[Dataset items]

Content starts

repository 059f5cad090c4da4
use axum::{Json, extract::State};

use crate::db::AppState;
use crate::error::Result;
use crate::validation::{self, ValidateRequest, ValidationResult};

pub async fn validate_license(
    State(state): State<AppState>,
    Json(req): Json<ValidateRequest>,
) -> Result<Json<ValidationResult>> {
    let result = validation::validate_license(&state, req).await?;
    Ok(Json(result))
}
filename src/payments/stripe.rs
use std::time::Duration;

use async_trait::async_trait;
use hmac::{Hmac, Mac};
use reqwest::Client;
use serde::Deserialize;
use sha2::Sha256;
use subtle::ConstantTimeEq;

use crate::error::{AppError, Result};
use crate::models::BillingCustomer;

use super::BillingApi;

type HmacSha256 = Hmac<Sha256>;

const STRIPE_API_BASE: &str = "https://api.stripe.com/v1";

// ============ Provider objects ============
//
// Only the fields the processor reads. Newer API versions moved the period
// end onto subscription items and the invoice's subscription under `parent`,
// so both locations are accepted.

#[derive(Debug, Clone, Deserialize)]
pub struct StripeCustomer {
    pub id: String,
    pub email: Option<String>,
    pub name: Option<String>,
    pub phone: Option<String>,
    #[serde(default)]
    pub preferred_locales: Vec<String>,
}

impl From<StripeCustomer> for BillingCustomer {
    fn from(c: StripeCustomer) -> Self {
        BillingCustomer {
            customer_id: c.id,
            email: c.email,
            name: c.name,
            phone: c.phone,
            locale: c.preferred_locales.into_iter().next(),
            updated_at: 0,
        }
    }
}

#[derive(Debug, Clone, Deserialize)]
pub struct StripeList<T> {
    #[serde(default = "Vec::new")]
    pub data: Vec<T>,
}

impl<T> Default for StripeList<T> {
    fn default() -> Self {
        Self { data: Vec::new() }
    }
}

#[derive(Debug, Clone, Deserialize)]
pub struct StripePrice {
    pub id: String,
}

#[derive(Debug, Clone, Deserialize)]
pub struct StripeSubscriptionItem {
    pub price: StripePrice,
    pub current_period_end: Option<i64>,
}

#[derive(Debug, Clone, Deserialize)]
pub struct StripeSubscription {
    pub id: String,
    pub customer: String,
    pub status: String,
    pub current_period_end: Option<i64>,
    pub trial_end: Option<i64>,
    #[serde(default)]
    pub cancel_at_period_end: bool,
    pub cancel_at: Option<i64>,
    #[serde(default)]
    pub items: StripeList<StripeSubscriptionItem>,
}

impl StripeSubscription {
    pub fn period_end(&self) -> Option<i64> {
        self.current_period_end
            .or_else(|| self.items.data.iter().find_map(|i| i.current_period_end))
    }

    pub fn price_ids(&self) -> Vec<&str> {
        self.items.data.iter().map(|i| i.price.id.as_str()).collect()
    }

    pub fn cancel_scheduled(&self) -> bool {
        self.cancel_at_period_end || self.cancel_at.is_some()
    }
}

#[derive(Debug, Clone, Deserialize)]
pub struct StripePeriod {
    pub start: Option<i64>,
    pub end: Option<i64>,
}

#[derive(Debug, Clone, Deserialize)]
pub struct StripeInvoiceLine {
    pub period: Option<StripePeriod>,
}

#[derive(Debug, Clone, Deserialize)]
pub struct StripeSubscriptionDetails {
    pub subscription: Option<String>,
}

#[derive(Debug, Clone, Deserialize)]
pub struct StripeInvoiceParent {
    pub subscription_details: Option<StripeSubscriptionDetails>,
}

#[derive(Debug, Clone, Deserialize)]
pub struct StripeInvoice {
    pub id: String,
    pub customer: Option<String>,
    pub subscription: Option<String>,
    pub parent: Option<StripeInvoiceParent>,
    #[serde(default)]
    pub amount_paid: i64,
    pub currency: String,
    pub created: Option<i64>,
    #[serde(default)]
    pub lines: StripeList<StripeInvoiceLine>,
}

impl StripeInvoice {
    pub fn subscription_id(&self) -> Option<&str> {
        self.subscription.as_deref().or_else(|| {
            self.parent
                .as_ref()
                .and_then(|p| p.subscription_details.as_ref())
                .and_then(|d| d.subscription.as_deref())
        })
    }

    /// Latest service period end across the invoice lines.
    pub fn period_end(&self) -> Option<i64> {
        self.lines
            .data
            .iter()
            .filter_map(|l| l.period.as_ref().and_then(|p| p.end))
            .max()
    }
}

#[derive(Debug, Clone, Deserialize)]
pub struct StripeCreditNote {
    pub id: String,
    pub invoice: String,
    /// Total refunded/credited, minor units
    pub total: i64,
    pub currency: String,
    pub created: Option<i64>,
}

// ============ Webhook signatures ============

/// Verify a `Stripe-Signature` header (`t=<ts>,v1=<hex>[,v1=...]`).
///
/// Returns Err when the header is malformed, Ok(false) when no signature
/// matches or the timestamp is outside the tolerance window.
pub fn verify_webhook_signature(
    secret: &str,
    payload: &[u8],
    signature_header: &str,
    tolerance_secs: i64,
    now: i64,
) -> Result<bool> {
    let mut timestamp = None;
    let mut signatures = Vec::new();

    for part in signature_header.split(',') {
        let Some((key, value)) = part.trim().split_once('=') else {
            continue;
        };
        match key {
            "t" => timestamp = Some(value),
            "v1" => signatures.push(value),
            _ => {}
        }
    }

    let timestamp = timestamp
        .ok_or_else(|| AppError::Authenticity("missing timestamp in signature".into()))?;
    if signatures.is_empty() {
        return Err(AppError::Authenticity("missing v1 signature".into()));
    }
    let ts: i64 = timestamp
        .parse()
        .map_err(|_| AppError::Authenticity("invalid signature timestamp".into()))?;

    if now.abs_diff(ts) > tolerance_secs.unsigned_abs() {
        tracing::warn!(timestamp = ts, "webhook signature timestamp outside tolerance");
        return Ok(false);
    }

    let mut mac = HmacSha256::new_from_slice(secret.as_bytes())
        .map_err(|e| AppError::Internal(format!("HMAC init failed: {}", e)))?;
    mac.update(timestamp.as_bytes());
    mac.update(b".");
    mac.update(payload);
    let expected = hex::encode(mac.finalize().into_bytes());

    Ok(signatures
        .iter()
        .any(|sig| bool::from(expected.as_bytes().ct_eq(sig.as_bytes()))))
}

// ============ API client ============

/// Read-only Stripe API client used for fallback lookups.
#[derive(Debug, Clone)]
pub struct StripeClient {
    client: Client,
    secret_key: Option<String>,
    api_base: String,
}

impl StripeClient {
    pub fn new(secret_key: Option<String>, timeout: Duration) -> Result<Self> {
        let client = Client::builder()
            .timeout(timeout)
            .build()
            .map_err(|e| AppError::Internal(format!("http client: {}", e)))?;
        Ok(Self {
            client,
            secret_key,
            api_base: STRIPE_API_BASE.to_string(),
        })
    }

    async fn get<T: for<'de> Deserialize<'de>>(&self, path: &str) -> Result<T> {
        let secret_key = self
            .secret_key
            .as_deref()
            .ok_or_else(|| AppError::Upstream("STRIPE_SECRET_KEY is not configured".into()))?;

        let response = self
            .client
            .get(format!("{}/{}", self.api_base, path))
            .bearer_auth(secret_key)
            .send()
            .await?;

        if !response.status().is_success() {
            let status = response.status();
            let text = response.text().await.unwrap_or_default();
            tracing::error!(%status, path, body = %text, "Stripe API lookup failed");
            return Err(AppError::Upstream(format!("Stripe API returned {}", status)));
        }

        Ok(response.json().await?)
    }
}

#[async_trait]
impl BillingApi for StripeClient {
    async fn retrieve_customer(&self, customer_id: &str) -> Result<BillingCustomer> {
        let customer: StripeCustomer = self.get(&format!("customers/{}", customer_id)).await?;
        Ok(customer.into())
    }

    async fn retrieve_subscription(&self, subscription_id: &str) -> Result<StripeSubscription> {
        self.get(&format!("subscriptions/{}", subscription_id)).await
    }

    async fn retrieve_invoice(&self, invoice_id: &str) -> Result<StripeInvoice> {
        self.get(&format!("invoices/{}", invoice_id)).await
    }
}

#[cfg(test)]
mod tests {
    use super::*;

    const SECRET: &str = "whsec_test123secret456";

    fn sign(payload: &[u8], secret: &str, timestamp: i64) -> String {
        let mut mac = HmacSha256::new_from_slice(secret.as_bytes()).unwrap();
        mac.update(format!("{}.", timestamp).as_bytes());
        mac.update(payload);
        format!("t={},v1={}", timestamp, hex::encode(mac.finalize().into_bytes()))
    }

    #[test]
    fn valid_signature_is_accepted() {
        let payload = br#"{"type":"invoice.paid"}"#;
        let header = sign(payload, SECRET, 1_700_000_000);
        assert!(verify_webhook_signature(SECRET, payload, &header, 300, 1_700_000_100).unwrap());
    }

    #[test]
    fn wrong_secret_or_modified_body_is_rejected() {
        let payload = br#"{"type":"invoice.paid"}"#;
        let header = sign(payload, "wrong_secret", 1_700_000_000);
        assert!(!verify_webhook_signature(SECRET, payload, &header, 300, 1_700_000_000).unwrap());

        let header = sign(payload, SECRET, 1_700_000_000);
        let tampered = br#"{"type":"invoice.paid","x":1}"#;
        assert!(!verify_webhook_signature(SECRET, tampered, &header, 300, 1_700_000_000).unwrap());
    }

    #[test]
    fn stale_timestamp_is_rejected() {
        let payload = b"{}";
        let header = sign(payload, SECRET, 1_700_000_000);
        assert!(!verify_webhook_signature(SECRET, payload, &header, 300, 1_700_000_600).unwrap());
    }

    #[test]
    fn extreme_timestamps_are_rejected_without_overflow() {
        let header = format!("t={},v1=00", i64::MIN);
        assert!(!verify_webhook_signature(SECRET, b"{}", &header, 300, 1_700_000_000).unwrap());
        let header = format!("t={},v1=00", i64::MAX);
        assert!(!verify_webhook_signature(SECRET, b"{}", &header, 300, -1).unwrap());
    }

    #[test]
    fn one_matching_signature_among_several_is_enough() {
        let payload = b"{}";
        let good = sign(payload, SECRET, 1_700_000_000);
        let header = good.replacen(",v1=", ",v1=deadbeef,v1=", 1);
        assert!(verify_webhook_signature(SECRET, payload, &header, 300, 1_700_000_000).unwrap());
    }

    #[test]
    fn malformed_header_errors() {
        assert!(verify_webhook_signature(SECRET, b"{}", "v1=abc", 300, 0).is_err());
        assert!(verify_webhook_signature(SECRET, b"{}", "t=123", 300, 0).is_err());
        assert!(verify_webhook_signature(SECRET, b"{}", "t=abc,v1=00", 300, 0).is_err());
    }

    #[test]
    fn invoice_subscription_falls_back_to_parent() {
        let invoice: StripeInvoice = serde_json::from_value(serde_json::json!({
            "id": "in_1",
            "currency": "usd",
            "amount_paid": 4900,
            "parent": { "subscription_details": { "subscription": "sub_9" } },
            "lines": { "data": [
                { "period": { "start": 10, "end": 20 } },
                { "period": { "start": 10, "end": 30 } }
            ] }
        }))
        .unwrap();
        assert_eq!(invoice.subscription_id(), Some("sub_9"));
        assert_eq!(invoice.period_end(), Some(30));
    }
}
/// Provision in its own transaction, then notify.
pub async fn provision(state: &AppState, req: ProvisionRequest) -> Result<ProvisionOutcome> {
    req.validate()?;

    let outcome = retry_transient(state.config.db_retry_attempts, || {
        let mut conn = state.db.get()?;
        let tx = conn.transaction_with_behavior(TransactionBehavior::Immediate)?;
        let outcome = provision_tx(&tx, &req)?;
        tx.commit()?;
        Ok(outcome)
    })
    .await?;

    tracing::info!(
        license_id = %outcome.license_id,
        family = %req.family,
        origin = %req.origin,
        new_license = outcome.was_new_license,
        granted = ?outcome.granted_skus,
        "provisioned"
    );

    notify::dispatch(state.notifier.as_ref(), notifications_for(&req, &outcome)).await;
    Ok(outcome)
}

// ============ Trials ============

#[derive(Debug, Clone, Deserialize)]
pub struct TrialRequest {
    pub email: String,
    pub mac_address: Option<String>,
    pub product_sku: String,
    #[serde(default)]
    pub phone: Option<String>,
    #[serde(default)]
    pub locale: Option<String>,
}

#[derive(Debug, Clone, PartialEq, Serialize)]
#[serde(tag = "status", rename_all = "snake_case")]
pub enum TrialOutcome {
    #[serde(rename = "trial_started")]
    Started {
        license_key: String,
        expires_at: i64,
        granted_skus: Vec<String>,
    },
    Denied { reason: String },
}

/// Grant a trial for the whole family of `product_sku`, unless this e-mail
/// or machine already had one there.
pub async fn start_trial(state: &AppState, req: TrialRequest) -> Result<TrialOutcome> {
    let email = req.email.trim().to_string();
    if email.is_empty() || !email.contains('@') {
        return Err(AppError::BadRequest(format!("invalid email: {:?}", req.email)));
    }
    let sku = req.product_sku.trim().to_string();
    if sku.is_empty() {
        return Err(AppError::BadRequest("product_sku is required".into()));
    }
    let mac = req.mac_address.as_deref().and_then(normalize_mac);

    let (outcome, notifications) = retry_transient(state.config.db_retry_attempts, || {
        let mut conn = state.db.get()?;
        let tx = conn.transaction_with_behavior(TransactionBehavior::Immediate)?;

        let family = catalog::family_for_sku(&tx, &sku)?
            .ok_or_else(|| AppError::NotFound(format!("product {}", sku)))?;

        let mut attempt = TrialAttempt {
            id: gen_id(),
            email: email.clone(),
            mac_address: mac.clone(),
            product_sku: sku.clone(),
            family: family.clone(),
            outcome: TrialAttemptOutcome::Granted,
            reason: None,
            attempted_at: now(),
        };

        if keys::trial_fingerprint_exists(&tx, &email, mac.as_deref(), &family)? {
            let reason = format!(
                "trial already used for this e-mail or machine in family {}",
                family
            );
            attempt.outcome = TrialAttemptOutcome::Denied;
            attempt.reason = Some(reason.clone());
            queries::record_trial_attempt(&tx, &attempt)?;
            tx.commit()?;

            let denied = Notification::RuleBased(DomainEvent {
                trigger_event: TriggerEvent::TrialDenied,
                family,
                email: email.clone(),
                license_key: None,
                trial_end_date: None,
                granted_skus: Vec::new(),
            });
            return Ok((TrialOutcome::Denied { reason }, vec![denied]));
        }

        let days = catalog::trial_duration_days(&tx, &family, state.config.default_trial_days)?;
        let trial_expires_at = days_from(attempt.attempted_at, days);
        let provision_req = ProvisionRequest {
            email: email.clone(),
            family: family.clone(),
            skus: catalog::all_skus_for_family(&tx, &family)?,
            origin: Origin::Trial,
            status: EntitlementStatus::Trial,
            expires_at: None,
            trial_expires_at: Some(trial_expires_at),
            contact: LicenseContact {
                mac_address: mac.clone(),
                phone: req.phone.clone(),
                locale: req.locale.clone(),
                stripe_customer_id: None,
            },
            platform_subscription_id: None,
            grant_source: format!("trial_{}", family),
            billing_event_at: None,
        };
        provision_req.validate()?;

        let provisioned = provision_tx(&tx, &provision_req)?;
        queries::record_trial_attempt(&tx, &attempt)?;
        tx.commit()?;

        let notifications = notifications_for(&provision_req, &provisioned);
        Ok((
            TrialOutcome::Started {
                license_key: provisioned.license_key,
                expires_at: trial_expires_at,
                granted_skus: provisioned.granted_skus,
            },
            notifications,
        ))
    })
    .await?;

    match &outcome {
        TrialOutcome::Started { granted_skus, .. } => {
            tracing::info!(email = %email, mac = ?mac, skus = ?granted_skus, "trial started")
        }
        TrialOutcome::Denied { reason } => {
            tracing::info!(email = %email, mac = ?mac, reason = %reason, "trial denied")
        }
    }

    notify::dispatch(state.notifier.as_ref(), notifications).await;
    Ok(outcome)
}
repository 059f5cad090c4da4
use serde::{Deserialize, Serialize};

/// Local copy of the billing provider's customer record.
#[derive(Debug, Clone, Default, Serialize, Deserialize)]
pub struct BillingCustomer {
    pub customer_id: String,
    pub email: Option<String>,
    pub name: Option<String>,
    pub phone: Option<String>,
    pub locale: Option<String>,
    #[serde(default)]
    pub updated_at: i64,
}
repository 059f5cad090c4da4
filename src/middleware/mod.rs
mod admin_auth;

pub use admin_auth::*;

Content ends

:: Your goal ::
Write down how many lines in the data contain "AppError". Add nothing else.

:: Result of this exercise ::
11